I have had considerable experience with overseas congregations of the Church of Christ. I spent over twenty years in the U.S. Air Force and I have seen the good, the bad and the ugly (Sorry Clint) of Church of Christ military congregations. This is my story.

I was not a baptized member of the Churches of Christ when I first entered the military in October 1969. I was stationed at Craig Air Force Base in Selma, Alabama, (my first permanent assignment) for almost two years when I married Deborah (June 17, 1972). Deborah had been raised in a strict (dogmatic) segment of the Church of Christ. I grew up attending the Evangelical United Brethren Church which joined with the Methodist Church in 1969 to form the United Methodist Church. Although I attended regularly as a child, I was not what you would call a devout Christian when I met Deborah in April 1972.

We were engaged on the third weekend of knowing each other. Her father was in the Air Force in North Dakota and she was living alone in Atlanta at the time. I had not met her parents before we got engaged. He mother was very faithful in attending church services. Her father, although baptized, was an alcoholic and provided no spiritual leadership in the family. On the day we got engaged Deborah said, “I’m not sure how my mother will take our marriage.” I probed for further information and she said, “Well, ours will be a mixed marriage—I’m a Christian and you’re a Methodist.” This floored me and challenged me. I was determined to learn as much as I could about the Christianity and the various Christian denominations. So, when I went to Thailand six months after we got married (Korat Royal Thai Air Base) I spent much of my free time in the base library (Korat Air Base had a wonderful library) reading about religion. I read about the various Christian denominations, Catholicism, Buddhism, Islam, Mormonism, and etc.

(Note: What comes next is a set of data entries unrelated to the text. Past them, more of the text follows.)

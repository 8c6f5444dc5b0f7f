//! Branch synchronization and path-restricted promotion
//!
//! One [`SyncEngine`] drives a single run through
//! `Idle → Fetching → Merging → Promoting → Diffing → Done`, landing in
//! `Failed` on the first error. Calls made out of order are rejected.
//!
//! Conflicts are never resolved here: a merge that leaves unmerged paths is
//! aborted and reported as [`Error::ConflictsAfterMerge`].

mod diff;

pub use diff::parse_name_status;

use crate::error::{Error, Result};
use crate::repo::{DiffFormat, FetchOutcome, Vcs};
use crate::types::{BranchRef, FileChangeEntry, RemoteNames};
use chrono::NaiveDate;
use std::fmt;
use tracing::{debug, info, warn};

/// Phase of a sync run
#[derive(Debug, Clone, Copy, PartialEq, Eq)]
pub enum SyncState {
    /// Nothing done yet
    Idle,
    /// Target fetched from the remotes
    Fetching,
    /// Remotes merged into the local target
    Merging,
    /// Whitelisted paths committed on the target
    Promoting,
    /// Computing the change list
    Diffing,
    /// Run finished
    Done,
    /// A step failed
    Failed,
}

impl fmt::Display for SyncState {
    fn fmt(&self, f: &mut fmt::Formatter<'_>) -> fmt::Result {
        let s = match self {
            Self::Idle => "idle",
            Self::Fetching => "fetching",
            Self::Merging => "merging",
            Self::Promoting => "promoting",
            Self::Diffing => "diffing",
            Self::Done => "done",
            Self::Failed => "failed",
        };
        f.write_str(s)
    }
}

/// What the fetch step found
#[derive(Debug, Clone, Copy, PartialEq, Eq)]
pub struct FetchReport {
    /// Origin has the target branch, so it must be merged
    pub origin_available: bool,
}

/// What the merge step found
#[derive(Debug, Clone, PartialEq, Eq)]
pub struct MergeReport {
    /// Conflicted paths from merging origin
    pub origin_conflicts: usize,
    /// Conflicted paths from merging upstream
    pub upstream_conflicts: usize,
    /// Upstream target commit before the promotion
    pub upstream_commit: String,
}

/// Result of the promotion commit
#[derive(Debug, Clone, PartialEq, Eq)]
pub struct PromotionCommit {
    /// Whether a commit was created (false when the target already matched)
    pub committed: bool,
    /// Commit message used
    pub message: String,
}

/// Fetches, merges and promotes for one target branch
pub struct SyncEngine<'a> {
    vcs: &'a dyn Vcs,
    remotes: RemoteNames,
    state: SyncState,
}

fn git_message(err: Error) -> String {
    match err {
        Error::Git { message, .. } => message,
        other => other.to_string(),
    }
}

impl<'a> SyncEngine<'a> {
    /// Create an idle engine
    pub const fn new(vcs: &'a dyn Vcs, remotes: RemoteNames) -> Self {
        Self {
            vcs,
            remotes,
            state: SyncState::Idle,
        }
    }

    /// Current phase
    pub const fn state(&self) -> SyncState {
        self.state
    }

    fn enter(&mut self, allowed: &[SyncState], next: SyncState) -> Result<()> {
        if !allowed.contains(&self.state) {
            return Err(Error::Internal(format!(
                "sync engine cannot enter {next} while {}",
                self.state
            )));
        }
        debug!("sync: {} -> {next}", self.state);
        self.state = next;
        Ok(())
    }

    fn require(&self, state: SyncState) -> Result<()> {
        if self.state == state {
            Ok(())
        } else {
            Err(Error::Internal(format!(
                "sync engine expected {state}, is {}",
                self.state
            )))
        }
    }

    fn fail<T>(&mut self, err: Error) -> Result<T> {
        self.state = SyncState::Failed;
        Err(err)
    }

    /// Re-read HEAD and fail unless `branch` is checked out
    async fn ensure_on(&self, branch: &str) -> Result<()> {
        let current = self.vcs.branches().await?.current;
        if current == branch {
            Ok(())
        } else {
            Err(Error::CheckoutToTarget {
                branch: branch.to_string(),
                message: format!("HEAD is on '{current}'"),
            })
        }
    }

    /// Drop whatever a failed promotion left staged on the target
    async fn discard_promotion(&mut self, target: &str, err: Error) -> Result<PromotionCommit> {
        warn!("promotion onto '{target}' failed, discarding staged paths");
        if let Err(e) = self.vcs.discard_changes().await {
            warn!("could not reset '{target}': {e}");
        }
        self.fail(err)
    }

    fn upstream_ref(&self, target: &str) -> String {
        BranchRef::remote(&self.remotes.upstream, target).to_string()
    }

    /// Fetch the target from origin (when configured) and upstream
    ///
    /// A target missing on origin only disables the origin merge; missing on
    /// upstream is fatal.
    pub async fn fetch(&mut self, target: &str, origin_configured: bool) -> Result<FetchReport> {
        self.enter(&[SyncState::Idle], SyncState::Fetching)?;

        let origin_available = if origin_configured {
            match self.vcs.fetch(&self.remotes.origin, target).await {
                Ok(FetchOutcome::Fetched) => true,
                Ok(FetchOutcome::RemoteRefMissing) => {
                    info!("{} has no '{target}' yet, skipping origin merge", self.remotes.origin);
                    false
                }
                Err(e) => {
                    return self.fail(Error::FetchFromOrigin {
                        remote: self.remotes.origin.clone(),
                        branch: target.to_string(),
                        message: git_message(e),
                    });
                }
            }
        } else {
            warn!("remote '{}' is not configured, skipping origin merge", self.remotes.origin);
            false
        };

        match self.vcs.fetch(&self.remotes.upstream, target).await {
            Ok(FetchOutcome::Fetched) => {}
            Ok(FetchOutcome::RemoteRefMissing) => {
                return self.fail(Error::NotUpstreamTargetBranch {
                    remote: self.remotes.upstream.clone(),
                    branch: target.to_string(),
                });
            }
            Err(e) => {
                return self.fail(Error::FetchFromUpstream {
                    remote: self.remotes.upstream.clone(),
                    branch: target.to_string(),
                    message: git_message(e),
                });
            }
        }

        Ok(FetchReport { origin_available })
    }

    /// `--stat` diff of the whitelisted paths between upstream's target and `source`
    ///
    /// Read-only. Fails with `NOT_CHANGES_FOUND` when there is nothing to promote.
    pub async fn preview(&mut self, source: &str, target: &str, paths: &[String]) -> Result<String> {
        self.require(SyncState::Fetching)?;

        let upstream = self.upstream_ref(target);
        let stat = match self
            .vcs
            .diff(&upstream, source, DiffFormat::Stat, paths)
            .await
        {
            Ok(stat) => stat,
            Err(e) => return self.fail(e),
        };

        if stat.trim().is_empty() {
            return self.fail(Error::NotChangesFound {
                source_branch: source.to_string(),
                target_branch: target.to_string(),
            });
        }
        Ok(stat)
    }

    /// Check out the target and merge origin (if fetched) then upstream into it
    pub async fn merge(&mut self, target: &str, fetched: FetchReport) -> Result<MergeReport> {
        self.enter(&[SyncState::Fetching], SyncState::Merging)?;

        if let Err(e) = self.vcs.checkout(target).await {
            return self.fail(Error::CheckoutToTarget {
                branch: target.to_string(),
                message: git_message(e),
            });
        }
        if let Err(e) = self.ensure_on(target).await {
            return self.fail(e);
        }

        let mut origin_conflicts = 0;
        if fetched.origin_available {
            let origin = BranchRef::remote(&self.remotes.origin, target).to_string();
            match self.vcs.merge(&origin).await {
                Ok(outcome) => origin_conflicts = outcome.conflicts.len(),
                Err(e) => {
                    return self.fail(Error::MergeOrigin {
                        remote: self.remotes.origin.clone(),
                        branch: target.to_string(),
                        message: git_message(e),
                    });
                }
            }
            if origin_conflicts > 0 {
                let remote = self.remotes.origin.clone();
                return self.abort_on_conflicts(&remote, target, origin_conflicts).await;
            }
        }

        let upstream = self.upstream_ref(target);
        let upstream_conflicts = match self.vcs.merge(&upstream).await {
            Ok(outcome) => outcome.conflicts.len(),
            Err(e) => {
                return self.fail(Error::MergeUpstream {
                    remote: self.remotes.upstream.clone(),
                    branch: target.to_string(),
                    message: git_message(e),
                });
            }
        };
        if upstream_conflicts > 0 {
            let remote = self.remotes.upstream.clone();
            return self.abort_on_conflicts(&remote, target, upstream_conflicts).await;
        }

        let upstream_commit = match self.vcs.rev_parse(&upstream).await {
            Ok(id) => id,
            Err(e) => return self.fail(e),
        };

        Ok(MergeReport {
            origin_conflicts,
            upstream_conflicts,
            upstream_commit,
        })
    }

    async fn abort_on_conflicts<T>(&mut self, remote: &str, target: &str, conflicts: usize) -> Result<T> {
        warn!("merging {remote}/{target} left conflicts, aborting it");
        if let Err(e) = self.vcs.abort_merge().await {
            warn!("could not abort merge: {e}");
        }
        self.fail(Error::ConflictsAfterMerge {
            remote: remote.to_string(),
            branch: target.to_string(),
            conflicts,
        })
    }

    /// Bring exactly `paths` from `source` onto the checked-out target and commit
    ///
    /// On failure the target's index and working tree are reset, so nothing
    /// staged follows the operator back to their branch.
    pub async fn promote(
        &mut self,
        source: &str,
        target: &str,
        paths: &[String],
    ) -> Result<PromotionCommit> {
        self.enter(&[SyncState::Merging], SyncState::Promoting)?;

        let message = match self.vcs.last_commit_subject(source).await {
            Ok(subject) if !subject.is_empty() => subject,
            Ok(_) => format!("Promote {source} into {target}"),
            Err(e) => {
                return self.fail(Error::MergeFromSource {
                    branch: source.to_string(),
                    message: git_message(e),
                });
            }
        };

        if let Err(e) = self.ensure_on(target).await {
            return self.fail(e);
        }

        if let Err(e) = self.vcs.checkout_paths(source, paths).await {
            let err = Error::MergeFromSource {
                branch: source.to_string(),
                message: git_message(e),
            };
            return self.discard_promotion(target, err).await;
        }
        if let Err(e) = self.ensure_on(target).await {
            return self.discard_promotion(target, e).await;
        }

        let committed = match self.vcs.commit(&message).await {
            Ok(committed) => committed,
            Err(e) => {
                let err = Error::CommitPromotion {
                    branch: target.to_string(),
                    message: git_message(e),
                };
                return self.discard_promotion(target, err).await;
            }
        };
        if !committed {
            info!("'{target}' already contains the whitelisted content of '{source}'");
        }

        Ok(PromotionCommit { committed, message })
    }

    /// Push the promoted target to origin; returns false when origin is absent
    pub async fn push(&mut self, target: &str, origin_configured: bool) -> Result<bool> {
        self.require(SyncState::Promoting)?;

        if !origin_configured {
            warn!("remote '{}' is not configured, not pushing '{target}'", self.remotes.origin);
            return Ok(false);
        }
        if let Err(e) = self.vcs.push(&self.remotes.origin, target).await {
            return self.fail(Error::PushToOrigin {
                remote: self.remotes.origin.clone(),
                branch: target.to_string(),
                message: git_message(e),
            });
        }
        Ok(true)
    }

    /// Everything on the local target that upstream's target lacks
    pub async fn diff(&mut self, target: &str, date: NaiveDate) -> Result<Vec<FileChangeEntry>> {
        self.enter(&[SyncState::Promoting], SyncState::Diffing)?;

        let upstream = self.upstream_ref(target);
        let output = match self
            .vcs
            .diff(&upstream, target, DiffFormat::NameStatus, &[])
            .await
        {
            Ok(out) => out,
            Err(e) => return self.fail(e),
        };

        let entries = parse_name_status(&output, date);
        debug!("{} files differ from {upstream}", entries.len());
        self.state = SyncState::Done;
        Ok(entries)
    }
}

After we got married I attended a local Church of Christ with Deborah in Selma. This was my introduction to how things were done and what people believed in the Churches of Christ. When I got to Thailand I looked for a congregation of the Church of Christ on base. I found that a group of men met on Sunday afternoons in the Base Chapel. There were only about 5-10 young men who met but they seemed serious about their faith. I attended a couple of times but no one from the group asked about my religious background. On the second or third visit they were talking about a schedule of preaching. The men took turns bringing lessons. They asked me if I’d like to be on the schedule. I told them I understood that they expected people to be baptized as adults in order to be considered members of the Church of Christ and that I’d only been baptized as an infant in the United Brethren Church so I declined their offer. I’m sure they would have changed their minds about allowing me to bring a lesson after my “confession.” I didn’t attend much after that. I just continued to study on my own.

I continued to attend worship services with Deborah when I returned from Thailand. I was baptized by Gray Bortz, the Youth Minister of the Greenlawn Church of Christ in Lubbock, Texas, on October 27, 1977. I was convinced that although I’d seen and heard some things in the Churches of Christ that I believed were more denominational dogma than biblical doctrine, this group was closer to the teaching of the New Testament than any other Christian group I’d studied. Besides, I put my faith in God through Christ and not in the particular or peculiar beliefs of the Churches of Christ. I immediately let my family and friends know that I wanted to dedicate my life to working for Christ. To that end, I began making plans to leave the military after just nine years to enroll in the Bible Department of Lubbock Christian College (LCC). I got out of the Air Force in August 1978. As I already had several years of college credit from night classes in the military I only had to take classes for 18 months to finish my BA degree. I graduated in early December 1979.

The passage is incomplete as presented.